Bagaimana

2.3K 236 4
                                    

“Aku harus bagaimana, Samuel Edwin Wijaya?” teriak Renata frustrasi ke ponsel. Sudah pasti Sam menjauhkan ponsel dari telinga mendengar petir bicara.

“Emang mau kamu gimana?” Sam balik bertanya.

Renata mengacak-acak rambut hingga tidak berbentuk, matanya menatap ke bawah dari tepian gedung seolah dia akan melompat, saat ini dia berdiri di atap kantor. Ada tangga besi di bagian belakang yang biasa digunakan siapa pun untuk ke atap. Pagar pengaman melingkari gedung jadi tidak akan ada yang bisa melompat kecuali menggulingkan diri di tangga.

“Kok balik nanya!” cecar Rena, “aku butuh solusi bukan pertanyaan retoris!”

“Itu bukan pertanyaan retoris! Seriusan kamu maunya apa?Perasaan kamu gimana?”

“Yaaaa, masih sama.” Renata menggigit jari telunjuk. “Am i?” Renata mencengkeram pagar pembatas, dadanya menabuhkan genderang kegalauan.

“Rena, sahabatku yang nggak bisa move on, kalau perasaan kamu masih sama, perjuangin aja.”

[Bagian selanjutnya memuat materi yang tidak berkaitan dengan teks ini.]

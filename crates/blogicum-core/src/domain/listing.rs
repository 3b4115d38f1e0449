//! Read models: entities joined with the data a listing needs.

use chrono::{DateTime, Utc};
use serde::{Deserialize, Serialize};
use uuid::Uuid;

use super::{Category, Comment, Location, Post, User};

#[derive(Debug, Clone, PartialEq, Serialize, Deserialize)]
pub struct AuthorRef {
    pub id: Uuid,
    pub username: String,
}

impl From<&User> for AuthorRef {
    fn from(user: &User) -> Self {
        Self {
            id: user.id,
            username: user.username.clone(),
        }
    }
}

#[derive(Debug, Clone, PartialEq, Serialize, Deserialize)]
pub struct CategoryRef {
    pub id: Uuid,
    pub title: String,
    pub slug: String,
    pub is_published: bool,
}

impl From<&Category> for CategoryRef {
    fn from(category: &Category) -> Self {
        Self {
            id: category.id,
            title: category.title.clone(),
            slug: category.slug.clone(),
            is_published: category.is_published,
        }
    }
}

#[derive(Debug, Clone, PartialEq, Serialize, Deserialize)]
pub struct LocationRef {
    pub id: Uuid,
    pub name: String,
}

impl From<&Location> for LocationRef {
    fn from(location: &Location) -> Self {
        Self {
            id: location.id,
            name: location.name.clone(),
        }
    }
}

/// A post with its author, category, location and comment count.
#[derive(Debug, Clone, PartialEq, Serialize, Deserialize)]
pub struct PostListing {
    pub post: Post,
    pub author: AuthorRef,
    pub category: Option<CategoryRef>,
    pub location: Option<LocationRef>,
    pub comment_count: u64,
}

impl PostListing {
    /// Published, not scheduled, and not filed under a hidden category.
    pub fn is_public_at(&self, now: DateTime<Utc>) -> bool {
        self.post.is_released_at(now)
            && self.category.as_ref().is_none_or(|c| c.is_published)
    }
}

/// A comment with its author.
#[derive(Debug, Clone, PartialEq, Serialize, Deserialize)]
pub struct CommentView {
    pub comment: Comment,
    pub author: AuthorRef,
}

“I hope so.” Suara Renata melemah. “Tapi, sekarang keadaan udah beda. Jonathan itu langit dan aku lapisan bumi ke tujuh.”

“Jauh amet.”

“Memang gitu kenyataannya. Dulu, Jonathan itu gemesin sekarang tampannya luar binasa, artinya standar dia juga udah beda, iya kan? Apa iya takdir udah negasin aku buat milih orang lain? Beside, dia udah punya cewe lain!"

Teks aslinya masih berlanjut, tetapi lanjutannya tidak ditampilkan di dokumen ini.